---------- Data in this exercise ----------
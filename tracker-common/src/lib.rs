//! # Tracker Common Library
//!
//! Shared code for the Target Tracker service:
//! - Error taxonomy
//! - Entity enums (target status, source type, indicator type)
//! - Database schema and models
//! - Write-time validation helpers

pub mod db;
pub mod error;
pub mod types;
pub mod validate;

pub use error::{Error, Result};
pub use types::{IndicatorType, SourceType, TargetStatus};
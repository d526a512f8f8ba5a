//! Target Tracker API - Main entry point
//!
//! Open-access CRUD service for analytical targets, indicator sources,
//! indicators and the weighted associations linking targets to indicators,
//! plus derived scoring and status promotion operations.

use std::net::SocketAddr;
use std::path::PathBuf;

use anyhow::{Context, Result};
use axum::extract::Request;
use axum::ServiceExt;
use clap::Parser;
use tracing::info;
use tracing_subscriber::{layer::SubscriberExt, util::SubscriberInitExt};

use tracker_api::{build_app, AppState};

/// Command-line arguments for tracker-api
#[derive(Parser, Debug)]
#[command(name = "tracker-api")]
#[command(about = "Target tracking CRUD API service")]
#[command(version)]
struct Args {
    /// Port to listen on
    #[arg(short, long, default_value = "8000", env = "TRACKER_PORT")]
    port: u16,

    /// Path to the SQLite database file
    #[arg(short, long, default_value = "tracker.db", env = "TRACKER_DATABASE")]
    database: PathBuf,
}

#[tokio::main]
async fn main() -> Result<()> {
    // Initialize tracing
    tracing_subscriber::registry()
        .with(
            tracing_subscriber::EnvFilter::try_from_default_env()
                .unwrap_or_else(|_| "tracker_api=info,tower_http=info".into()),
        )
        .with(tracing_subscriber::fmt::layer())
        .init();

    let args = Args::parse();

    info!("Starting Target Tracker API v{}", env!("CARGO_PKG_VERSION"));
    info!("Database: {}", args.database.display());

    let pool = tracker_common::db::init_database(&args.database)
        .await
        .context("Failed to initialize database")?;

    let state = AppState::new(pool);
    let app = build_app(state);

    let addr = SocketAddr::from(([0, 0, 0, 0], args.port));
    let listener = tokio::net::TcpListener::bind(addr)
        .await
        .context("Failed to bind to address")?;

    info!("Listening on http://{}", addr);
    info!("Health check: http://{}/health/", addr);

    axum::serve(listener, ServiceExt::<Request>::into_make_service(app)).await?;

    Ok(())
}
----------
**Task objective:**
For this exercise, output exactly the lines above from the line with "use std::path::PathBuf;" to the line with "to listen on", counting both, and leave out the rest.

**Task answer:**
use std::path::PathBuf;

use anyhow::{Context, Result};
use axum::extract::Request;
use axum::ServiceExt;
use clap::Parser;
use tracing::info;
use tracing_subscriber::{layer::SubscriberExt, util::SubscriberInitExt};

use tracker_api::{build_app, AppState};

/// Command-line arguments for tracker-api
#[derive(Parser, Debug)]
#[command(name = "tracker-api")]
#[command(about = "Target tracking CRUD API service")]
#[command(version)]
struct Args {
    /// Port to listen on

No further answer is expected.